Apache ShardingSphere has become the best solution for JD Baitiao’s very large storage scenarios and scale-up. JD’s shopping festival weighed very much on our big data storage. I mean, like hundreds of millions of data sets.
JD Baitiao, an internet credit products provider launched in 2014, has always been challenged by data explosion. Every shopping festival is like a technical test for us, but every time the technical staff professionals take proactive strategic initiatives in data architecture development to ensure everything goes smoothly.
— Dongfang Zhang，JD Batiao R&D Director
The Baitiao Data Architecture Evolution
Launched in Feb. 2014, JD Baitiao’s data architecture has already evolved for several times because of rapid increase in data volume and rapid business growth.
From 2014 to 2015
Baitiao first adopted the Solr + HBase solution to connect core business systems and other systems with key databases. Solr indexing is able to achieve fast search responses and HBase is used to store a massive amount of data.
- A Solr cluster can help the core database reduce reads and writes stress.
- However, Solr is not perfect: it has unsatisfying extensibility and intrusions.
From 2015 to 2016
The company chose NoSQL to store monthly data tables in Mongo DB clusters, temporarily meeting the demand for importing/exporting massive data in payment settlement scenarios.
- The change made it quite efficient to query hot data. In addition, thanks to such unstructured data storage, staff can easily modify table structures.
- Nevertheless, the plan was still problematic: bad extensibility, intrusions, and memory hog.
From 2016 to 2017
Growing business and growing data.
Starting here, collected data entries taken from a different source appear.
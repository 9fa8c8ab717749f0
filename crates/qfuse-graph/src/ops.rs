//! Operator type and domain name constants.
//!
//! Operator identity in the graph is the `(op_type, domain)` pair.
//! The standard operator set lives in the empty-string domain; the
//! quantized binary ops that have no standard counterpart live in the
//! extension domain.

/// The standard operator set domain.
pub const ONNX_DOMAIN: &str = "";

/// Extension domain for quantized ops without a standard counterpart.
pub const CONTRIB_DOMAIN: &str = "com.qfuse";

/// Affine float-to-integer quantization.
pub const QUANTIZE_LINEAR: &str = "QuantizeLinear";

/// Affine integer-to-float dequantization.
pub const DEQUANTIZE_LINEAR: &str = "DequantizeLinear";

/// N-dimensional convolution.
pub const CONV: &str = "Conv";

/// Matrix product.
pub const MAT_MUL: &str = "MatMul";

/// Element-wise addition.
pub const ADD: &str = "Add";

/// Element-wise multiplication.
pub const MUL: &str = "Mul";

/// Max pooling.
pub const MAX_POOL: &str = "MaxPool";

/// Shape change without data movement.
pub const RESHAPE: &str = "Reshape";

/// Dimension permutation.
pub const TRANSPOSE: &str = "Transpose";

/// Convolution on quantized tensors.
pub const Q_LINEAR_CONV: &str = "QLinearConv";

/// Matrix product on quantized tensors.
pub const Q_LINEAR_MAT_MUL: &str = "QLinearMatMul";

/// Addition on quantized tensors (extension domain).
pub const Q_LINEAR_ADD: &str = "QLinearAdd";

/// Multiplication on quantized tensors (extension domain).
pub const Q_LINEAR_MUL: &str = "QLinearMul";
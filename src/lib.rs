pub mod config;
pub mod errors;
pub mod helper;
pub mod modules;
pub mod pipeline;
pub mod utils;
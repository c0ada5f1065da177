use crate::errors::HgrError;

/// most_common returns the id with the highest occurrence count in the
/// sequence. Ties are broken by first occurrence: ids are grouped in the
/// order they first appear, groups are counted, and among groups tied at
/// the maximum count the earliest-seen id wins.
///
/// # Arguments
/// * `ids` - ordered, non-empty sequence of gesture class ids
///
/// # Returns
/// * `Result<i32, HgrError>`
pub fn most_common(ids: &[i32]) -> Result<i32, HgrError> {
    if ids.is_empty() {
        return Err(HgrError::EmptyHistory);
    }

    // (id, count) pairs in first-seen order; histories are short, a linear
    // scan beats hashing here.
    let mut groups: Vec<(i32, usize)> = Vec::new();
    for &id in ids {
        match groups.iter_mut().find(|(group_id, _)| *group_id == id) {
            Some(group) => group.1 += 1,
            None => groups.push((id, 1)),
        }
    }

    let mut best = 0;
    for index in 1..groups.len() {
        if groups[index].1 > groups[best].1 {
            best = index;
        }
    }

    Ok(groups[best].0)
}

#[cfg(test)]
mod tests {
    use crate::errors::HgrError;
    use crate::utils::voting::most_common;

    #[test]
    fn test_strict_majority() {
        assert_eq!(most_common(&[3, 3, 3, 1, 1]).unwrap(), 3);
    }

    #[test]
    fn test_tie_broken_by_first_occurrence() {
        // 2 and 1 both occur twice; 2 appeared first.
        assert_eq!(most_common(&[2, 1, 2, 1]).unwrap(), 2);
        assert_eq!(most_common(&[1, 2, 1, 2]).unwrap(), 1);
    }

    #[test]
    fn test_single_element() {
        assert_eq!(most_common(&[7]).unwrap(), 7);
    }

    #[test]
    fn test_late_majority_overtakes_early_id() {
        assert_eq!(most_common(&[0, 4, 4, 4]).unwrap(), 4);
    }

    #[test]
    fn test_empty_history_is_an_error() {
        assert_eq!(most_common(&[]).unwrap_err(), HgrError::EmptyHistory);
    }
}
pub mod hand_helper;
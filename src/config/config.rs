use std::path::PathBuf;

use serde::{Deserialize, Serialize};

#[derive(Debug, Clone, Serialize, Deserialize, PartialEq)]
pub struct PipelineConfig {
    /// Capacity of both the point history and the gesture-id history.
    pub history_length: usize,
    /// Hand-sign class whose fingertip gets tracked across frames.
    pub pointing_class_id: i32,
    /// Sentinel emitted when no hand is usable this frame.
    pub no_hand_id: i32,
    /// Gesture id reported while the trajectory buffer is still filling.
    pub neutral_gesture_id: i32,
}

impl PipelineConfig {
    pub fn new() -> Self {
        PipelineConfig {
            history_length: 16,
            pointing_class_id: 2,
            no_hand_id: -1,
            neutral_gesture_id: 0,
        }
    }
}

impl Default for PipelineConfig {
    fn default() -> Self {
        PipelineConfig::new()
    }
}

#[derive(Debug, Clone, Serialize, Deserialize, PartialEq)]
pub struct PointHistoryClassifierConfig {
    /// Confidence below which the classifier result is forced to `invalid_value`.
    pub score_th: f32,
    pub invalid_value: i32,
}

impl PointHistoryClassifierConfig {
    pub fn new() -> Self {
        PointHistoryClassifierConfig {
            score_th: 0.5,
            invalid_value: 0,
        }
    }
}

impl Default for PointHistoryClassifierConfig {
    fn default() -> Self {
        PointHistoryClassifierConfig::new()
    }
}

#[derive(Debug, Clone, Serialize, Deserialize, PartialEq)]
pub struct DatasetLoggingConfig {
    pub keypoint_csv: PathBuf,
    pub point_history_csv: PathBuf,
}

impl DatasetLoggingConfig {
    pub fn new() -> Self {
        DatasetLoggingConfig {
            keypoint_csv: PathBuf::from("model/keypoint_classifier/keypoint.csv"),
            point_history_csv: PathBuf::from("model/point_history_classifier/point_history.csv"),
        }
    }
}

impl Default for DatasetLoggingConfig {
    fn default() -> Self {
        DatasetLoggingConfig::new()
    }
}
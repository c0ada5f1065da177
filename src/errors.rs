use thiserror::Error;

/// Error taxonomy of the gesture pipeline.
///
/// `DegenerateInput` and `MalformedLandmarks` are recoverable per-frame
/// conditions; `EmptyHistory` indicates a broken orchestrator invariant
/// (a vote was requested before anything was pushed).
#[derive(Debug, Error, PartialEq, Eq)]
pub enum HgrError {
    #[error("degenerate landmark set: all points coincide with the wrist anchor")]
    DegenerateInput,

    #[error("gesture history is empty")]
    EmptyHistory,

    #[error("expected {expected} landmarks, got {actual}")]
    MalformedLandmarks { expected: usize, actual: usize },
}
Tens of billions of data volume imposed more performance and volume pressure on MongoDB. JD Baitiao’s Big Data Platform used DBRep and MySQL Slave to capture data changes and store the information data in its message center, to later be written to ES and HBase.
- This plan was actually much better. It focused on real-time data and improved extensibility.
- However, Baitiao faced high costs to maintain its code because of the data sharding problem in its architecture.
The architecture evolution of JD Baitiao is just an illustration of rapidly growing Internet consumer finance. All the methods Baitiao adopted in the past were not comprehensive, indicating that every solution would be outdated soon.
Time to Adopt a Decoupled Architecture
To ensure good system performance even with rapidly increasing data volumes, the technical team first chose the sharding architecture pattern that not only guaranteed excellent performance, but also kept code under control.
The data striping plan was actually based on application architecture:
The product continuously developed but the early solution had now become one of the biggest problems. The old data sharding plan makes code even more complex and increases maintenance expenditure. Developers have to spend much time adjusting sharding every time when the application upgrades, so they cannot concentrate on their own developments. In fact, tight coupling is to blame for the problem.
Therefore, the team decided to use a mature sharding component that simplifies system upgrades and architecture changes. To compare Baitiao’s shard and ShardingSphere shard, their differences are shown in the following table.
For Baitiao, decoupling was the next task.
Apparently, JD Baitiao‘s data architecture will experience a brand-new journey to decoupling. The following three directions definitely fueled its transformation:
Concentration: instead of database sharding built in its architecture, it applied a sharding component to place more energy on it own product development.
Easier Upgrade: it used a decoupled architecture to simplify the R&D process of system upgrades.
Future-Oriented Plan: it aims to improve system extensibility so that Baitiao will be more capable of confidently holding large online shopping festivals like the 618 Shopping Festival and Double 11 Shopping Festival (also known as Singles Day on November 11th).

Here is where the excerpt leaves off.